# RECORDS FOR PROCESSING:
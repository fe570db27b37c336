//! Domain layer containing the mapping model, the store contract and
//! request classification.
//!
//! Nothing in here touches the network. Store backends live in
//! [`crate::infrastructure::persistence`] and the HTTP translation lives in
//! [`crate::api`].
//!
//! # Architecture
//!
//! - [`entities`] - The [`entities::Mapping`] record
//! - [`repositories`] - Mapping store trait and its error type
//! - [`routing`] - Pure classification of inbound request shapes
//!
//! # Request Flow
//!
//! 1. HTTP handler extracts a [`routing::RequestShape`] and a [`routing::RequestContext`]
//! 2. [`routing::classify`] picks create, resolve or usage
//! 3. [`crate::application::services::MappingService`] talks to the store
//! 4. The handler renders the outcome

pub mod entities;
pub mod repositories;
pub mod routing;
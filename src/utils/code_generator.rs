//! Short code generation.
//!
//! Codes are drawn at random and carry no uniqueness guarantee on their own.
//! Collisions are detected by the store on write (see
//! [`crate::domain::repositories::WriteMode::CreateOnly`]).

use rand::Rng;
use rand::distr::Alphanumeric;

/// Default number of characters in a generated code.
pub const DEFAULT_CODE_LENGTH: usize = 8;

/// Source of fresh short codes.
///
/// Implementations are pure generators and never consult the store.
pub trait CodeGenerator: Send + Sync {
    fn generate(&self) -> String;
}

/// Random generator over the ASCII alphanumeric alphabet `[0-9A-Za-z]`.
///
/// With the default length of 8 the space is 62^8 (about 2.2e14) codes.
#[derive(Debug, Clone, Copy)]
pub struct RandomCodeGenerator {
    length: usize,
}

impl RandomCodeGenerator {
    pub fn new(length: usize) -> Self {
        Self { length }
    }

    pub fn length(&self) -> usize {
        self.length
    }
}

impl Default for RandomCodeGenerator {
    fn default() -> Self {
        Self::new(DEFAULT_CODE_LENGTH)
    }
}

impl CodeGenerator for RandomCodeGenerator {
    fn generate(&self) -> String {
        rand::rng()
            .sample_iter(&Alphanumeric)
            .take(self.length)
            .map(char::from)
            .collect()
    }
}
//! Handler for health check endpoint.

use axum::{Json, extract::State, http::StatusCode};

use crate::api::dto::health::{CheckStatus, HealthChecks, HealthResponse};
use crate::state::AppState;

/// Returns service health status with component checks.
///
/// # Endpoint
///
/// `GET /health`
///
/// # Response Codes
///
/// - **200 OK**: Store reachable
/// - **503 Service Unavailable**: Store unreachable or slower than the store timeout
///
/// # Response
///
/// ```json
/// {
///   "status": "healthy",
///   "version": "0.1.0",
///   "checks": {
///     "store": { "status": "ok", "message": "Mapping store reachable" }
///   }
/// }
/// ```
pub async fn health_handler(
    State(state): State<AppState>,
) -> Result<Json<HealthResponse>, (StatusCode, Json<HealthResponse>)> {
    let store_check = check_store(&state).await;
    let healthy = store_check.status == "ok";

    let response = HealthResponse {
        status: if healthy { "healthy" } else { "degraded" }.to_string(),
        version: env!("CARGO_PKG_VERSION").to_string(),
        checks: HealthChecks { store: store_check },
    };

    if healthy {
        Ok(Json(response))
    } else {
        Err((StatusCode::SERVICE_UNAVAILABLE, Json(response)))
    }
}

async fn check_store(state: &AppState) -> CheckStatus {
    if state.mapping_service.health_check().await {
        CheckStatus {
            status: "ok".to_string(),
            message: Some("Mapping store reachable".to_string()),
        }
    } else {
        CheckStatus {
            status: "error".to_string(),
            message: Some("Mapping store unreachable".to_string()),
        }
    }
}
//! # Link Redirector
//!
//! A small short-link service built with Axum. It maps target URLs to short
//! random codes and redirects those codes back to their targets.
//!
//! ## Architecture
//!
//! - **Domain Layer** ([`domain`]) - Mapping entity, store trait, request classification
//! - **Application Layer** ([`application`]) - Code allocation and lookup with store bounds
//! - **Infrastructure Layer** ([`infrastructure`]) - PostgreSQL, Redis and in-memory stores
//! - **API Layer** ([`api`]) - Handlers, response rendering and middleware
//!
//! ## Endpoints
//!
//! | Request | Response |
//! |---|---|
//! | `GET /?targetUrl=URL` | `200 Created URL: <scheme>://<host><base-path><code>` |
//! | `GET /<code>` | `301 Location: <target>`, or `400 No redirect found for <code>` |
//! | anything else | `200 usage: ?targetUrl=URL` |
//!
//! ## Quick Start
//!
//! ```bash
//! export MAPPING_STORE_URL="redis://localhost:6379/0"
//! export MAPPING_TABLE="url_mappings"
//! cargo run
//! ```
//!
//! ## Configuration
//!
//! Service configuration is loaded from environment variables via [`config::Config`].
//! See [`config`] module for available options.

pub mod api;
pub mod application;
pub mod domain;
pub mod error;
pub mod infrastructure;
pub mod state;
pub mod utils;

pub mod config;
pub mod server;

pub mod routes;

pub use error::AppError;
pub use state::AppState;

/// Commonly used types for external consumers.
///
/// Re-exports frequently used types to simplify imports for library users
/// and integration tests.
pub mod prelude {
    pub use crate::application::services::{MappingService, StorePolicy};
    pub use crate::domain::entities::Mapping;
    pub use crate::domain::repositories::{MappingRepository, StoreError, WriteMode};
    pub use crate::error::AppError;
    pub use crate::state::AppState;
}
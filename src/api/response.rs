//! Wire-level responses for each dispatch outcome.
//!
//! Text bodies carry `Content-Type: text/plain`. Redirects carry only
//! `Location` and an empty body.

use axum::{
    http::{HeaderValue, StatusCode, header},
    response::{IntoResponse, Response},
};

use crate::error::AppError;

pub const TEXT_PLAIN: &str = "text/plain";

pub const USAGE_TEXT: &str = "usage: ?targetUrl=URL";

/// Plain-text response with the given status.
pub fn text(status: StatusCode, body: impl Into<String>) -> Response {
    (status, [(header::CONTENT_TYPE, TEXT_PLAIN)], body.into()).into_response()
}

/// `200 Created URL: <short_url>`.
pub fn created(short_url: &str) -> Response {
    text(StatusCode::OK, format!("Created URL: {}", short_url))
}

/// `301` to `target_url`.
///
/// # Errors
///
/// Returns [`AppError::Internal`] if the stored target cannot be carried in
/// a header (control characters).
pub fn redirect(target_url: &str) -> Result<Response, AppError> {
    let location = HeaderValue::from_bytes(target_url.as_bytes()).map_err(|_| {
        AppError::Internal(format!("stored target is not a valid header value: {:?}", target_url))
    })?;

    let mut response = StatusCode::MOVED_PERMANENTLY.into_response();
    response.headers_mut().insert(header::LOCATION, location);
    Ok(response)
}

/// Response for a code with no mapping, using the configured status.
pub fn not_found(status: StatusCode, code: &str) -> Response {
    text(status, format!("No redirect found for {}", code))
}

pub fn usage() -> Response {
    text(StatusCode::OK, USAGE_TEXT)
}
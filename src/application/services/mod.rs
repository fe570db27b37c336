//! Business logic services for the application layer.

pub mod mapping_service;

pub use mapping_service::{MappingService, StorePolicy};
//! In-process mapping store for development and tests.

use async_trait::async_trait;
use dashmap::DashMap;
use dashmap::mapref::entry::Entry;
use tracing::debug;

use crate::domain::repositories::{MappingRepository, StoreError, WriteMode};

/// Mapping store backed by a `DashMap`.
///
/// The map is sharded, so writes to different codes do not contend. A put
/// holds the shard lock of its key through `entry()`, which keeps the
/// check-and-insert of [`WriteMode::CreateOnly`] atomic. Contents are lost
/// when the process exits.
#[derive(Debug, Default)]
pub struct MemoryMappingRepository {
    mappings: DashMap<String, String>,
}

impl MemoryMappingRepository {
    pub fn new() -> Self {
        Self::default()
    }

    /// Number of stored mappings.
    pub fn len(&self) -> usize {
        self.mappings.len()
    }

    pub fn is_empty(&self) -> bool {
        self.mappings.is_empty()
    }
}

#[async_trait]
impl MappingRepository for MemoryMappingRepository {
    async fn put(&self, code: &str, target_url: &str, mode: WriteMode) -> Result<(), StoreError> {
        match (self.mappings.entry(code.to_string()), mode) {
            (Entry::Occupied(_), WriteMode::CreateOnly) => {
                Err(StoreError::Conflict(code.to_string()))
            }
            (Entry::Occupied(mut slot), WriteMode::Upsert) => {
                debug!(code, "Overwriting existing mapping");
                slot.insert(target_url.to_string());
                Ok(())
            }
            (Entry::Vacant(slot), _) => {
                slot.insert(target_url.to_string());
                Ok(())
            }
        }
    }

    async fn get(&self, code: &str) -> Result<Option<String>, StoreError> {
        Ok(self.mappings.get(code).map(|entry| entry.value().clone()))
    }

    async fn health_check(&self) -> bool {
        true
    }
}
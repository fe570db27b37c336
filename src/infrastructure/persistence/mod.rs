//! Mapping store backends.
//!
//! The backend is picked from the scheme of the store URL:
//!
//! | Scheme | Backend |
//! |---|---|
//! | `postgres://`, `postgresql://` | [`PgMappingRepository`] |
//! | `redis://`, `rediss://` | [`RedisMappingRepository`] |
//! | `memory://` | [`MemoryMappingRepository`] |
//!
//! The store name (table or key namespace) is passed separately.

mod memory_mapping_repository;
mod pg_mapping_repository;
mod redis_mapping_repository;

pub use memory_mapping_repository::MemoryMappingRepository;
pub use pg_mapping_repository::PgMappingRepository;
pub use redis_mapping_repository::RedisMappingRepository;

use std::sync::Arc;
use std::time::Duration;

use crate::domain::repositories::{MappingRepository, StoreError};

impl From<sqlx::Error> for StoreError {
    fn from(e: sqlx::Error) -> Self {
        if let Some(db) = e.as_database_error() {
            return Self::Rejected(db.message().to_string());
        }

        match &e {
            sqlx::Error::Configuration(_) => Self::InvalidConfig(e.to_string()),
            sqlx::Error::RowNotFound
            | sqlx::Error::ColumnNotFound(_)
            | sqlx::Error::ColumnIndexOutOfBounds { .. }
            | sqlx::Error::ColumnDecode { .. }
            | sqlx::Error::Decode(_)
            | sqlx::Error::TypeNotFound { .. } => Self::Rejected(e.to_string()),
            _ => Self::Unavailable(e.to_string()),
        }
    }
}

impl From<redis::RedisError> for StoreError {
    fn from(e: redis::RedisError) -> Self {
        Self::Unavailable(e.to_string())
    }
}

/// Storage backends selectable by URL scheme.
#[derive(Debug, Clone, Copy, PartialEq, Eq)]
pub enum StoreBackend {
    Postgres,
    Redis,
    Memory,
}

impl StoreBackend {
    /// Determines the backend from a store URL.
    ///
    /// # Errors
    ///
    /// Returns [`StoreError::InvalidConfig`] for unknown schemes.
    pub fn from_url(store_url: &str) -> Result<Self, StoreError> {
        let scheme = store_url
            .split_once("://")
            .map(|(scheme, _)| scheme.to_ascii_lowercase())
            .ok_or_else(|| {
                StoreError::InvalidConfig(format!("store URL has no scheme: {}", store_url))
            })?;

        match scheme.as_str() {
            "postgres" | "postgresql" => Ok(Self::Postgres),
            "redis" | "rediss" => Ok(Self::Redis),
            "memory" => Ok(Self::Memory),
            other => Err(StoreError::InvalidConfig(format!(
                "unsupported store scheme '{}'",
                other
            ))),
        }
    }
}

/// Connects to the store at `store_url`, using `store_name` as the table
/// or key namespace.
///
/// # Errors
///
/// Returns [`StoreError::InvalidConfig`] for a bad URL or name, and
/// [`StoreError::Unavailable`] if the backend cannot be reached.
pub async fn connect_repository(
    store_url: &str,
    store_name: &str,
    connect_timeout: Duration,
) -> Result<Arc<dyn MappingRepository>, StoreError> {
    let repository: Arc<dyn MappingRepository> = match StoreBackend::from_url(store_url)? {
        StoreBackend::Postgres => {
            Arc::new(PgMappingRepository::connect(store_url, store_name, connect_timeout).await?)
        }
        StoreBackend::Redis => {
            Arc::new(RedisMappingRepository::connect(store_url, store_name).await?)
        }
        StoreBackend::Memory => Arc::new(MemoryMappingRepository::new()),
    };

    tracing::info!(store = store_name, "Mapping store connected");
    Ok(repository)
}

#[cfg(test)]
mod tests {
    use super::*;

    #[test]
    fn test_backend_from_url() {
        assert_eq!(
            StoreBackend::from_url("postgres://u:p@localhost/db").unwrap(),
            StoreBackend::Postgres
        );
        assert_eq!(
            StoreBackend::from_url("postgresql://localhost/db").unwrap(),
            StoreBackend::Postgres
        );
        assert_eq!(
            StoreBackend::from_url("redis://localhost:6379/0").unwrap(),
            StoreBackend::Redis
        );
        assert_eq!(
            StoreBackend::from_url("rediss://cache.internal").unwrap(),
            StoreBackend::Redis
        );
        assert_eq!(
            StoreBackend::from_url("memory://").unwrap(),
            StoreBackend::Memory
        );
    }

    #[test]
    fn test_backend_rejects_unknown_scheme() {
        assert!(matches!(
            StoreBackend::from_url("mysql://localhost/db"),
            Err(StoreError::InvalidConfig(_))
        ));
        assert!(matches!(
            StoreBackend::from_url("localhost:6379"),
            Err(StoreError::InvalidConfig(_))
        ));
    }

    #[test]
    fn test_sqlx_connection_errors_are_transient() {
        let err = StoreError::from(sqlx::Error::PoolTimedOut);
        assert!(matches!(err, StoreError::Unavailable(_)));
        assert!(err.is_transient());

        let err = StoreError::from(sqlx::Error::PoolClosed);
        assert!(err.is_transient());
    }

    #[test]
    fn test_sqlx_permanent_errors_are_not_transient() {
        let err = StoreError::from(sqlx::Error::ColumnNotFound("target_url".to_string()));
        assert!(matches!(err, StoreError::Rejected(_)));
        assert!(!err.is_transient());

        let err = StoreError::from(sqlx::Error::Configuration("bad option".into()));
        assert!(matches!(err, StoreError::InvalidConfig(_)));
        assert!(!err.is_transient());
    }

    #[tokio::test]
    async fn test_connect_memory_backend() {
        let repo = connect_repository("memory://", "mappings", Duration::from_secs(1))
            .await
            .unwrap();

        assert!(repo.health_check().await);
        assert_eq!(repo.get("missing1").await.unwrap(), None);
    }
}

# YOUR TASK:
Count every line of the records that holds the string "WriteMode". Write only the total.

# OUTPUT FOR THIS TASK:
7